Test : Truck Driver: The American Dream sur Xbox Series X|S
Tu vuo' fa' l'americano
Le Truck Driver de 2019 sur Xbox One nous avait plutôt fait plaisir. En dépit d’une modestie et d’imperfections qui l’empêchaient ne serait-ce que de chatouiller le talon d’un EuroTruck Simulator 2, cador du genre sur PC, le jeu édité par Soedesco venait alors combler un grand vide sur consoles. Celui des simulations de poids-lourds. D’autres ont tenté l’aventure depuis, avec assez peu de réussite. Aussi accueille-t-on avec un certain enthousiasme Truck Driver: The American Dream sur Xbox Series X|S et Xbox One. Une petite mise en garde s’impose toutefois : nonobstant l’appellation « Truck Driver » et la jaquette du jeu reprenant l’identité visuelle du jeu de 2019, Truck Driver: The American Dream a été développé par un studio différent. Ce sont les Bulgares de Kyodai qui ont concocté cette aventure américaine. Récemment acquis par Soedesco, Kyodai n’était connu jusqu’ici que pour la petite aventure narrative « Elea », disponible sur Xbox One depuis plusieurs années. Un jeu par ailleurs estampillé « Episode 1 » sur nos consoles et qui, sauf erreur, n’a jamais reçu d’épisode 2. Voilà qui promet.
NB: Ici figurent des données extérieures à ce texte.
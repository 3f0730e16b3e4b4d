//! Source-tree checks for the client core.
//!
//! The core is async end to end and UI-agnostic; these tests scan the
//! source tree so a violation fails CI instead of surfacing as a stalled
//! runtime or an accidental framework dependency.

use architectural_enforcement::core_sources;

/// Substrings that must never appear in the core's sources, with the rule
/// they enforce.
const FORBIDDEN: &[(&str, &str)] = &[
    (
        "std::thread::sleep",
        "blocking sleep stalls the async runtime; use tokio::time::sleep",
    ),
    (
        "reqwest::blocking",
        "the core is async end to end; blocking HTTP is not allowed",
    ),
    ("ratatui", "UI frameworks must not leak into the core"),
    ("crossterm", "UI frameworks must not leak into the core"),
    ("dioxus", "UI frameworks must not leak into the core"),
];

#[test]
fn core_sources_exist() {
    let sources = core_sources();
    assert!(
        sources.len() >= 5,
        "expected the client core source tree, found {} files",
        sources.len()
    );
}

#[test]
fn no_forbidden_calls_in_core() {
    let mut violations = Vec::new();

    for (path, text) in core_sources() {
        for (needle, rule) in FORBIDDEN {
            for (lineno, line) in text.lines().enumerate() {
                if line.contains(needle) {
                    violations.push(format!(
                        "{}:{}: `{}` ({})",
                        path.display(),
                        lineno + 1,
                        needle,
                        rule
                    ));
                }
            }
        }
    }

    assert!(
        violations.is_empty(),
        "architectural violations found:\n{}",
        violations.join("\n")
    );
}

#[test]
fn queue_state_is_lock_protected() {
    // The scheduler's shared state must stay behind a mutex; a bare static
    // or thread-unsafe cell would reintroduce the data races the design
    // rules out.
    let sources = core_sources();
    let scheduler = sources
        .iter()
        .find(|(path, _)| path.ends_with("scheduler.rs"))
        .map(|(_, text)| text)
        .expect("scheduler module present");

    assert!(
        scheduler.contains("Mutex<QueueState>"),
        "scheduler queue state should be mutex-protected"
    );
    assert!(
        !scheduler.contains("static mut"),
        "scheduler must not use static mutable state"
    );
}
//! Sync Server API Client
//!
//! HTTP boundary to the sync server. The server owns all reconciliation
//! logic (pairing Toggl entries with Jira worklogs, computing the writes
//! needed to align them); this module only issues the calls and decodes
//! what comes back:
//!
//! - `GET /api/settings` - account settings for display
//! - `GET /api/diff?min=..&max=..` - the reconciliation result for one day
//! - `POST /api/diff/sync?min=..&max=..` - execute the pending writes;
//!   the response body is streamed newline-delimited JSON, one
//!   `{current, total}` record per completed step
//!
//! Orchestration code talks to the [`DiffService`] trait rather than the
//! concrete client, so tests can substitute an in-process fake.

use std::time::Duration;

use async_trait::async_trait;
use chrono::{DateTime, Local};
use futures::StreamExt;
use serde::{Deserialize, Serialize};
use thiserror::Error;

use crate::config::ClientConfig;
use crate::lines::read_lines;

/// Default end-to-end deadline for one server call, streaming included.
const DEFAULT_TIMEOUT: Duration = Duration::from_secs(120);

// =============================================================================
// Wire Types
// =============================================================================

/// Account settings reported by the server.
#[derive(Clone, Debug, Default, Serialize, Deserialize)]
#[serde(default)]
pub struct Settings {
    /// Jira account the server syncs into; surfaces show it in the header.
    pub jira_username: Option<String>,
}

/// Severity of a reconciliation note.
#[derive(Clone, Copy, Debug, PartialEq, Eq, Serialize, Deserialize)]
#[serde(rename_all = "lowercase")]
pub enum MessageLevel {
    /// Cosmetic adjustment (e.g. aligning a start time to the minute).
    Info,
    /// Something worth a look (e.g. a project that is not set up).
    Warning,
    /// A destructive or high-impact write (create/delete/move).
    Danger,
}

/// Human-readable note attached to a diff.
#[derive(Clone, Debug, Serialize, Deserialize)]
pub struct Message {
    /// The rendered message text.
    pub message: String,
    /// Severity, for surface styling.
    pub level: MessageLevel,
}

/// One pending write against Toggl or Jira.
///
/// The `values` payload is intentionally schemaless: the server composes it
/// per target system and the client never interprets it, only displays and
/// replays it.
#[derive(Clone, Debug, Default, Serialize, Deserialize)]
#[serde(default)]
pub struct ActionRecord {
    /// Target system: `"toggl"` or `"jira"`.
    #[serde(rename = "type")]
    pub kind: String,
    /// Operation: `"create"`, `"update"` or `"delete"`.
    pub action: String,
    /// Identifier of the entry being written, when one exists.
    pub id: Option<serde_json::Value>,
    /// Issue key the write concerns, when known.
    pub issue: Option<String>,
    /// Field values the write applies.
    pub values: serde_json::Map<String, serde_json::Value>,
}

/// One time entry as the server reports it.
#[derive(Clone, Debug, Default, Serialize, Deserialize)]
#[serde(default)]
pub struct WorklogEntry {
    /// Start time, in the server's display format.
    pub time_start: Option<String>,
    /// Entry comment.
    pub comment: Option<String>,
    /// Issue key parsed out of the entry, when present.
    pub issue: Option<String>,
}

/// A paired Toggl/Jira entry with its pending actions.
#[derive(Clone, Debug, Default, Serialize, Deserialize)]
#[serde(default)]
pub struct DiffRow {
    /// The Toggl side of the pairing, if any.
    pub toggl: Option<WorklogEntry>,
    /// The Jira side of the pairing, if any.
    pub jira: Option<WorklogEntry>,
    /// Writes needed to align this pairing.
    pub actions: Vec<ActionRecord>,
    /// Notes explaining the writes.
    pub messages: Vec<Message>,
}

/// Full reconciliation result for one day.
#[derive(Clone, Debug, Default, Serialize, Deserialize)]
#[serde(default)]
pub struct DayDiff {
    /// Entry pairings in display order.
    pub rows: Vec<DiffRow>,
    /// All pending writes for the day, flattened.
    pub actions: Vec<ActionRecord>,
    /// All notes for the day, flattened.
    pub messages: Vec<Message>,
}

/// One progress record from the streamed sync response.
#[derive(Clone, Copy, Debug, Serialize, Deserialize)]
pub struct SyncProgress {
    /// Steps completed so far.
    pub current: u64,
    /// Total steps the sync will perform.
    pub total: u64,
}

impl SyncProgress {
    /// Completion as an integer percentage in `[0, 100]`.
    ///
    /// A record with `total == 0` reports 0.
    #[must_use]
    pub fn percent(self) -> u8 {
        if self.total == 0 {
            return 0;
        }
        let pct = (100.0 * self.current as f64 / self.total as f64).round();
        pct.clamp(0.0, 100.0) as u8
    }
}

// =============================================================================
// Errors
// =============================================================================

/// Errors surfaced by [`SyncApi`] beyond transport failures.
#[derive(Debug, Error)]
pub enum ApiError {
    /// The server answered with a non-success status. The Display form is
    /// the response body text, which is what surfaces show the user; the
    /// status stays available as structured data.
    #[error("{body}")]
    Status {
        /// HTTP status the server answered with.
        status: reqwest::StatusCode,
        /// Response body text.
        body: String,
    },
}

// =============================================================================
// Service Trait
// =============================================================================

/// The sync-server operations orchestration depends on.
///
/// [`SyncApi`] is the production implementation; tests provide in-process
/// fakes so scheduling and event flow can be exercised without a server.
#[async_trait]
pub trait DiffService: Send + Sync {
    /// Fetch account settings.
    async fn fetch_settings(&self) -> anyhow::Result<Settings>;

    /// Fetch the reconciliation result for the half-open range `[min, max)`.
    async fn fetch_diff(
        &self,
        min: &DateTime<Local>,
        max: &DateTime<Local>,
    ) -> anyhow::Result<DayDiff>;

    /// Execute the pending writes for `[min, max)`.
    ///
    /// `on_progress` receives an integer percentage per progress record, in
    /// stream order. The call resolves once the server's stream ends.
    async fn sync_day(
        &self,
        min: &DateTime<Local>,
        max: &DateTime<Local>,
        on_progress: &mut (dyn FnMut(u8) + Send),
    ) -> anyhow::Result<()>;
}

// =============================================================================
// HTTP Client
// =============================================================================

/// HTTP client for the sync server.
#[derive(Clone, Debug)]
pub struct SyncApi {
    /// Server base URL, without a trailing slash.
    base_url: String,
    /// Underlying HTTP client.
    http: reqwest::Client,
}

impl SyncApi {
    /// Create a client for the given base URL with the default timeout.
    pub fn new(base_url: impl Into<String>) -> Self {
        Self::with_timeout(base_url, DEFAULT_TIMEOUT)
    }

    /// Create a client with an explicit per-call deadline.
    ///
    /// The deadline covers the whole call, response streaming included, and
    /// is the only timeout this crate imposes on server work.
    pub fn with_timeout(base_url: impl Into<String>, timeout: Duration) -> Self {
        let mut base_url = base_url.into();
        while base_url.ends_with('/') {
            base_url.pop();
        }
        Self {
            base_url,
            http: reqwest::Client::builder()
                .timeout(timeout)
                .build()
                .expect("Failed to create HTTP client"),
        }
    }

    /// Create a client from a loaded [`ClientConfig`].
    #[must_use]
    pub fn from_config(config: &ClientConfig) -> Self {
        Self::with_timeout(config.base_url.clone(), config.request_timeout)
    }

    /// The configured base URL.
    #[must_use]
    pub fn base_url(&self) -> &str {
        &self.base_url
    }

    fn settings_url(&self) -> String {
        format!("{}/api/settings", self.base_url)
    }

    fn diff_url(&self) -> String {
        format!("{}/api/diff", self.base_url)
    }

    fn sync_url(&self) -> String {
        format!("{}/api/diff/sync", self.base_url)
    }

    /// Turn a non-success response into [`ApiError::Status`].
    async fn check_status(response: reqwest::Response) -> Result<reqwest::Response, ApiError> {
        if response.status().is_success() {
            return Ok(response);
        }
        let status = response.status();
        let body = response.text().await.unwrap_or_default();
        Err(ApiError::Status { status, body })
    }
}

#[async_trait]
impl DiffService for SyncApi {
    async fn fetch_settings(&self) -> anyhow::Result<Settings> {
        tracing::debug!(url = %self.settings_url(), "fetching settings");
        let response = self.http.get(self.settings_url()).send().await?;
        let response = Self::check_status(response).await?;
        Ok(response.json().await?)
    }

    async fn fetch_diff(
        &self,
        min: &DateTime<Local>,
        max: &DateTime<Local>,
    ) -> anyhow::Result<DayDiff> {
        tracing::debug!(min = %min, max = %max, "fetching diff");
        let response = self
            .http
            .get(self.diff_url())
            .query(&[("min", min.to_rfc3339()), ("max", max.to_rfc3339())])
            .send()
            .await?;
        let response = Self::check_status(response).await?;
        Ok(response.json().await?)
    }

    async fn sync_day(
        &self,
        min: &DateTime<Local>,
        max: &DateTime<Local>,
        on_progress: &mut (dyn FnMut(u8) + Send),
    ) -> anyhow::Result<()> {
        tracing::debug!(min = %min, max = %max, "executing sync");
        let response = self
            .http
            .post(self.sync_url())
            .query(&[("min", min.to_rfc3339()), ("max", max.to_rfc3339())])
            .send()
            .await?;
        let response = Self::check_status(response).await?;

        // Each line is one progress record; a record that does not parse
        // aborts the stream, it is not skipped.
        let stream = response.bytes_stream().boxed();
        read_lines(stream, |line| {
            let tick: SyncProgress = serde_json::from_str(line)?;
            on_progress(tick.percent());
            Ok(())
        })
        .await
    }
}

// =============================================================================
// Tests
// =============================================================================
//! Architectural Enforcement Integration Tests
//!
//! This package contains integration tests that enforce architectural
//! principles on the client core:
//! - No blocking sleeps or blocking HTTP in async production code
//! - No UI-framework dependencies in the core
//!
//! These tests are designed to catch violations early in the development
//! cycle. The checks themselves live in `tests/source_tree.rs`.

use std::fs;
use std::path::PathBuf;

use walkdir::WalkDir;

/// Root of the client core's source tree, relative to this package.
#[must_use]
pub fn core_src_dir() -> PathBuf {
    PathBuf::from(env!("CARGO_MANIFEST_DIR")).join("../../client/core/src")
}

/// Every Rust source file of the client core, with its contents.
#[must_use]
pub fn core_sources() -> Vec<(PathBuf, String)> {
    WalkDir::new(core_src_dir())
        .into_iter()
        .filter_map(Result::ok)
        .filter(|entry| entry.path().extension().is_some_and(|ext| ext == "rs"))
        .map(|entry| {
            let text = fs::read_to_string(entry.path()).expect("source file should be readable");
            (entry.into_path(), text)
        })
        .collect()
}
On laisse bien sûr le bénéfice du doute à Truck Driver: The American Dream et on se lance à corps perdu dans le rêve américain, ignorant que nombre de surprises s’apprêtent à jalonner l’aventure. La première et probablement plus marquante tient au fait que Truck Driver: The American Dream repose sur un scénario. Alors que la quasi-intégralité des simulators se contente de nous laisser choisir un nom avant de nous propulser dans le business, Truck Driver: The American Dream s’emploie à « humaniser » son expérience. On joue le rôle d’un trentenaire un peu paumé, en difficulté professionnelle autant qu’affective, qui s’apprête à redonner un sens à sa vie au volant d’un poids-lourd. Une tâche difficile, d’autant qu’il prend la suite d’un paternel qui fut une figure du métier dans la région et dont la disparition tragique a laissé des traces. Des petites cut-scenes à base de dessins et surtout d’innombrables dialogues (en anglais sous-titré français) donnent corps au scénario de Truck Driver: The American Dream. Mais n’allez pas croire que ce n’est qu’un enrobage de départ ! Non, car le jeu est carrément découpé en une trentaine de chapitres et c’est précisément autour de cela que s’articule l’expérience. Chaque chapitre met en scène un personnage, une situation, qui est un prétexte pour nous faire prendre la route.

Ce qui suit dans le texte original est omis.